Work instructions - Please return all lines from the records below that include the string "Float".
*** The data ***
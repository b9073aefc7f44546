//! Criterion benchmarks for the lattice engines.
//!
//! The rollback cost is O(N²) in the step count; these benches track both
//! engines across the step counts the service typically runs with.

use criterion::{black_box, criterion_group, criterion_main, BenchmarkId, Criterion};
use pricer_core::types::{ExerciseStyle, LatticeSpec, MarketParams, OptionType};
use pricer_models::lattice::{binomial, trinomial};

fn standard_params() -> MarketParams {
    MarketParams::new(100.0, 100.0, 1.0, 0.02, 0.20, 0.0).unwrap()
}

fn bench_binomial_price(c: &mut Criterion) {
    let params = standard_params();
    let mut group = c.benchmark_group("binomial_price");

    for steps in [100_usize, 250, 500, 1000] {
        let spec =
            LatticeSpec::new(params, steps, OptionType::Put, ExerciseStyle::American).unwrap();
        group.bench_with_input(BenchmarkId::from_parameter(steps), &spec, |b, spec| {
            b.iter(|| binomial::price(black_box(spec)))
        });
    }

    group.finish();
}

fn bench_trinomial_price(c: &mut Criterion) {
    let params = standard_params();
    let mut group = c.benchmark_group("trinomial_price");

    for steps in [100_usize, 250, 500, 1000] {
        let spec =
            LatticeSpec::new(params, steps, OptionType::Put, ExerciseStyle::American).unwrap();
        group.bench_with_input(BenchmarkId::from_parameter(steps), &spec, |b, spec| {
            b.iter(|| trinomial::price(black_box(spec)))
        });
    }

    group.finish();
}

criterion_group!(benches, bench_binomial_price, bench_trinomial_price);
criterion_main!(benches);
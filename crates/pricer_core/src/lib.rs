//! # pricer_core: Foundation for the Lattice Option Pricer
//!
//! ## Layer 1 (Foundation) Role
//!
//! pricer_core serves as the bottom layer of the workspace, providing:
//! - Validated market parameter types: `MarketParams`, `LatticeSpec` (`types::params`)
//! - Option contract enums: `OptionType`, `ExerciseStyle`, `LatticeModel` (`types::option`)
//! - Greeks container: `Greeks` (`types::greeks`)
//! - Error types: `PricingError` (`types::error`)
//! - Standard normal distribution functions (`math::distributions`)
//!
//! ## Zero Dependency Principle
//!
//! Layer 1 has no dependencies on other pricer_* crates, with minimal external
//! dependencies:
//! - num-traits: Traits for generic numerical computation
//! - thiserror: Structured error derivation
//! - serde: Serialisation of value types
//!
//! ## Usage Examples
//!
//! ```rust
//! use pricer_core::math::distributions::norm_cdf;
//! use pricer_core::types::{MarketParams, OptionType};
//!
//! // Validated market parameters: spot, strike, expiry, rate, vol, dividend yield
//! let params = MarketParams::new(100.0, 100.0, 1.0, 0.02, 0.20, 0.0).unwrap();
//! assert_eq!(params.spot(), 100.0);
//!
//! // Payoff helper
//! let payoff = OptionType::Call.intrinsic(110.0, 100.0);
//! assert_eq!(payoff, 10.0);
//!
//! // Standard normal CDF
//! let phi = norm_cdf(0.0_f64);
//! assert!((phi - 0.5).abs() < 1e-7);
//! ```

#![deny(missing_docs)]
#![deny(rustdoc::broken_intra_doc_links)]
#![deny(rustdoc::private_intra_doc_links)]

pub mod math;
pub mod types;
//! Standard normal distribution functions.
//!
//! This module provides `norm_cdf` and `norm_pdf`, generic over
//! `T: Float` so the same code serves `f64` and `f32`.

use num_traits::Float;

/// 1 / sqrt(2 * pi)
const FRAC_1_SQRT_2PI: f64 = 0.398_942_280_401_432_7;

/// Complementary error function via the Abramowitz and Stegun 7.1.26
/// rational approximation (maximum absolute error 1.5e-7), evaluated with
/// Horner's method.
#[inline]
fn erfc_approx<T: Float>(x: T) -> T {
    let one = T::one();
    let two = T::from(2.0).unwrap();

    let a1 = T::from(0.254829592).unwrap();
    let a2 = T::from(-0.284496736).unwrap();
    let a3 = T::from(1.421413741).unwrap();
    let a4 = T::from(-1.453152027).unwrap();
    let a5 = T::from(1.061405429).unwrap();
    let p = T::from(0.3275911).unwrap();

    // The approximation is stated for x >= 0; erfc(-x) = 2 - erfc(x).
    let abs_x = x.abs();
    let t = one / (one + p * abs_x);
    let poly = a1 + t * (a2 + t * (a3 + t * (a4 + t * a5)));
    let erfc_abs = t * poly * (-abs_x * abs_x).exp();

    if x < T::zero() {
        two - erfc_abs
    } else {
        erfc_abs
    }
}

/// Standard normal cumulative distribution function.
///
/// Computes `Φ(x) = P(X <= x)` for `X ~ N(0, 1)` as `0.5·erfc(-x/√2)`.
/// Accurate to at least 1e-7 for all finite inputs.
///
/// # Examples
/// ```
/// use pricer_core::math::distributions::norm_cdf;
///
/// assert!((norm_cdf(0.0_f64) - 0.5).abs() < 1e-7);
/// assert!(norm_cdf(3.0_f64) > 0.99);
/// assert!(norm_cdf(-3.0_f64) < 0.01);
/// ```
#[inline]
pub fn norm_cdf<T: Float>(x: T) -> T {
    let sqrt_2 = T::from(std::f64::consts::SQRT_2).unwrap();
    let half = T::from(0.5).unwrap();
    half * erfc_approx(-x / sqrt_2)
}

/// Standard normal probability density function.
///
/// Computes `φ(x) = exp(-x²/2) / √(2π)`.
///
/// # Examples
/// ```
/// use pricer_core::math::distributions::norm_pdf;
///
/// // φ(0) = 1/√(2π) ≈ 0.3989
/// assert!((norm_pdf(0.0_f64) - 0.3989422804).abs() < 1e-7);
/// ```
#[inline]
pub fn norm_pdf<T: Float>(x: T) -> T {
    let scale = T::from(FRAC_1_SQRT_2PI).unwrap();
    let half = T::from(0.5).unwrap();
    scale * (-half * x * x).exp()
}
*** End of The data ***
*** The data ***
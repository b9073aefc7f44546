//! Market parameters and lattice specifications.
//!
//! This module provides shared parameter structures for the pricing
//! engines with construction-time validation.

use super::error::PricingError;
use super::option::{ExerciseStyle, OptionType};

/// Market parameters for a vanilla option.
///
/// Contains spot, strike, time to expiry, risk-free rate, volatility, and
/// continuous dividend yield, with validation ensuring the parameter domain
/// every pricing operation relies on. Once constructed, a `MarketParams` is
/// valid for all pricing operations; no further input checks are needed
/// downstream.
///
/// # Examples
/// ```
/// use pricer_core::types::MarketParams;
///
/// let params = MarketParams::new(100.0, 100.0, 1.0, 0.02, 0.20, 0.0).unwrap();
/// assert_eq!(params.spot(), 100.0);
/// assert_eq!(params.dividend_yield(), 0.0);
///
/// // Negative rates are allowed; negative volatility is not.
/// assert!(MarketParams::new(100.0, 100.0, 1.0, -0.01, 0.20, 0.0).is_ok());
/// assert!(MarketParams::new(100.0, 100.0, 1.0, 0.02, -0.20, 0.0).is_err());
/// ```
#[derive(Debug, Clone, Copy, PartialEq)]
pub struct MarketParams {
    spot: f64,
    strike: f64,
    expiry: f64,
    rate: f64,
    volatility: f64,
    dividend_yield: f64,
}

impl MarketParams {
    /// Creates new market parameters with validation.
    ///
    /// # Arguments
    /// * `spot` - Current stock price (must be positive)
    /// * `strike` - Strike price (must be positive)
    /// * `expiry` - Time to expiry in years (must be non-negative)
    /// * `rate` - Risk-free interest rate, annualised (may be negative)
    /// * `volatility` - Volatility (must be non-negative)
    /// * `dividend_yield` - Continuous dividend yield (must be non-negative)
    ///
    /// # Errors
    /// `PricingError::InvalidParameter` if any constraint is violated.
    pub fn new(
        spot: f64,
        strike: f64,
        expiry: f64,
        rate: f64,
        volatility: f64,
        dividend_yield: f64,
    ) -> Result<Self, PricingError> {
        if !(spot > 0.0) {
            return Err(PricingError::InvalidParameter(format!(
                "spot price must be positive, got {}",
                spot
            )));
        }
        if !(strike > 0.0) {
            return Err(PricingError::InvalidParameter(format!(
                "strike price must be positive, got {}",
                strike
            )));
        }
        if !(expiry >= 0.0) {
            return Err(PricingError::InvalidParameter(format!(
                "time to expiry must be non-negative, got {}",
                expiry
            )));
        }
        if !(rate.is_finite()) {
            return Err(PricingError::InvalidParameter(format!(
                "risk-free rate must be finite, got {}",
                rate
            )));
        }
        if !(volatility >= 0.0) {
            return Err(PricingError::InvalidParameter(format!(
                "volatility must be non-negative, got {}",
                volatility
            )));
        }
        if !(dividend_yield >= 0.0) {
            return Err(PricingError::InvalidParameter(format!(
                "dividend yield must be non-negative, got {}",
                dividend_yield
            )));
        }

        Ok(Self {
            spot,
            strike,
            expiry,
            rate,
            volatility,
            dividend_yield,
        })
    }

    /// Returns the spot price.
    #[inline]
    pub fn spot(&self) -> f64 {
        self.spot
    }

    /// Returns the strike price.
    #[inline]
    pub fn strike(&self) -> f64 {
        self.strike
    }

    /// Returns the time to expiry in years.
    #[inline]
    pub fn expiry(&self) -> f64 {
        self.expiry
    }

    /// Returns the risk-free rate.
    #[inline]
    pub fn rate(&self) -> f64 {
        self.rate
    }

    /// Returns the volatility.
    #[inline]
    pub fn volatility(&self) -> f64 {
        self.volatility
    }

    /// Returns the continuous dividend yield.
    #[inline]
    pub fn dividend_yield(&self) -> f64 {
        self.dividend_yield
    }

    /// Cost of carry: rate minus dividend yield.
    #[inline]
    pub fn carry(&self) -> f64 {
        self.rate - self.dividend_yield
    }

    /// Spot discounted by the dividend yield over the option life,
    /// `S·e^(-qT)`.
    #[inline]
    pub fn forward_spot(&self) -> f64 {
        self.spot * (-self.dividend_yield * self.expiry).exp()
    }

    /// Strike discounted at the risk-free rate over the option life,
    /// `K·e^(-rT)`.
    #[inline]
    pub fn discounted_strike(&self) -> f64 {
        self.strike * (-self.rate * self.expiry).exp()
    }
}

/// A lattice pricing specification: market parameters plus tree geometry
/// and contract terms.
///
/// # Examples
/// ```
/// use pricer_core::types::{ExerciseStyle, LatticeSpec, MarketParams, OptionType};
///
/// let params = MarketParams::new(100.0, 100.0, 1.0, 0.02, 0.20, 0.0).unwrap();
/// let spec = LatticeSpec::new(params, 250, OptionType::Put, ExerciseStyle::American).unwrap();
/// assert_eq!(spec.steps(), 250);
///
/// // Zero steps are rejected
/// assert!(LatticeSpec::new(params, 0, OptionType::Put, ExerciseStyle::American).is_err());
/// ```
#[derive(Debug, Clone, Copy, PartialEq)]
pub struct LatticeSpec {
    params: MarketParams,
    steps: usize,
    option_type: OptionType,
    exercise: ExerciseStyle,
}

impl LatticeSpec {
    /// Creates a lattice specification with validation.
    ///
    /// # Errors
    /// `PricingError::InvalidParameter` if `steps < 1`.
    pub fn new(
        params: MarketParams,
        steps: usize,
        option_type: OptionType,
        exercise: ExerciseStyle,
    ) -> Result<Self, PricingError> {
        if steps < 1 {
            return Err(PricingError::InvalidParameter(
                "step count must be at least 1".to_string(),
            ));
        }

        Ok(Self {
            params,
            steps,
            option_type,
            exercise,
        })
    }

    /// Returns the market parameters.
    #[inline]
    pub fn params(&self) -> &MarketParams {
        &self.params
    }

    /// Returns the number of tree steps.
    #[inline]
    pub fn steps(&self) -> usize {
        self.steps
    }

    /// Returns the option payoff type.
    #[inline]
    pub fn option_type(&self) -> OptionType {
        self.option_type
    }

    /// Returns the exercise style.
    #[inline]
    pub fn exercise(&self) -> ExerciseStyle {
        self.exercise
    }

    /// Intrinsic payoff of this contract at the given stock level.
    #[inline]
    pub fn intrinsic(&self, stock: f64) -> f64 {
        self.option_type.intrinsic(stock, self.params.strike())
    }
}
*** End of The data ***
*** The data ***
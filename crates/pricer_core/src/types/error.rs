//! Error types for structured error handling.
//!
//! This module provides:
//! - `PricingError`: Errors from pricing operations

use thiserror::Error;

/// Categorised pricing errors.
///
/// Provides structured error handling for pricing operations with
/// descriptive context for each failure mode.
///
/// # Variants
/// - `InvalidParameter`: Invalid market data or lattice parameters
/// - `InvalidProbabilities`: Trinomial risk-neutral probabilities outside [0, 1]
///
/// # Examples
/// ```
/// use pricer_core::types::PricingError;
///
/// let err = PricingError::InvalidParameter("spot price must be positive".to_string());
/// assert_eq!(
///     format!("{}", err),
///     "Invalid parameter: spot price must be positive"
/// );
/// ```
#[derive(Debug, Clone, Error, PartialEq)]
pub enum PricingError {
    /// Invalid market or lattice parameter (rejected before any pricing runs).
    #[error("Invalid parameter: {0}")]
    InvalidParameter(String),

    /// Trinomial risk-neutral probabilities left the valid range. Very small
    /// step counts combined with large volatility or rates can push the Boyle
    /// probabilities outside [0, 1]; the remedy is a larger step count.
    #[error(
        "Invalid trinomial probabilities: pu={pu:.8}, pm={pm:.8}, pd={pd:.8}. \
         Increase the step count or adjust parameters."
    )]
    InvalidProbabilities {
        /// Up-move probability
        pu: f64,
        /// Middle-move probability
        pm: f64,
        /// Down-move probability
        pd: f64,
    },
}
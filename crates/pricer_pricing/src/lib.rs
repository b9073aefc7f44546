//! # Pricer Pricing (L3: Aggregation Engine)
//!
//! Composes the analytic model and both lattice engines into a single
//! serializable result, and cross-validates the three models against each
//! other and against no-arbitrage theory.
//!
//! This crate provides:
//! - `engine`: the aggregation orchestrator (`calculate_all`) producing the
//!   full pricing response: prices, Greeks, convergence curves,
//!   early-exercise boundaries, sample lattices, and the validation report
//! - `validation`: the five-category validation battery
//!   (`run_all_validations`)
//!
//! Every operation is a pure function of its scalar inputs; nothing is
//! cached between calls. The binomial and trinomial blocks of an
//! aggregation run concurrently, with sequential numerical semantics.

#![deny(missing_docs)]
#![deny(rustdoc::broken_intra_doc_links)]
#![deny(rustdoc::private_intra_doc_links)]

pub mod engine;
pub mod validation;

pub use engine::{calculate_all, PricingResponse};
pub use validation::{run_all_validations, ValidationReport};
*** End of The data ***
Answer space -
//! `T: Float` so the same code serves `f64` and `f32`.
use num_traits::Float;
fn erfc_approx<T: Float>(x: T) -> T {
pub fn norm_cdf<T: Float>(x: T) -> T {
pub fn norm_pdf<T: Float>(x: T) -> T {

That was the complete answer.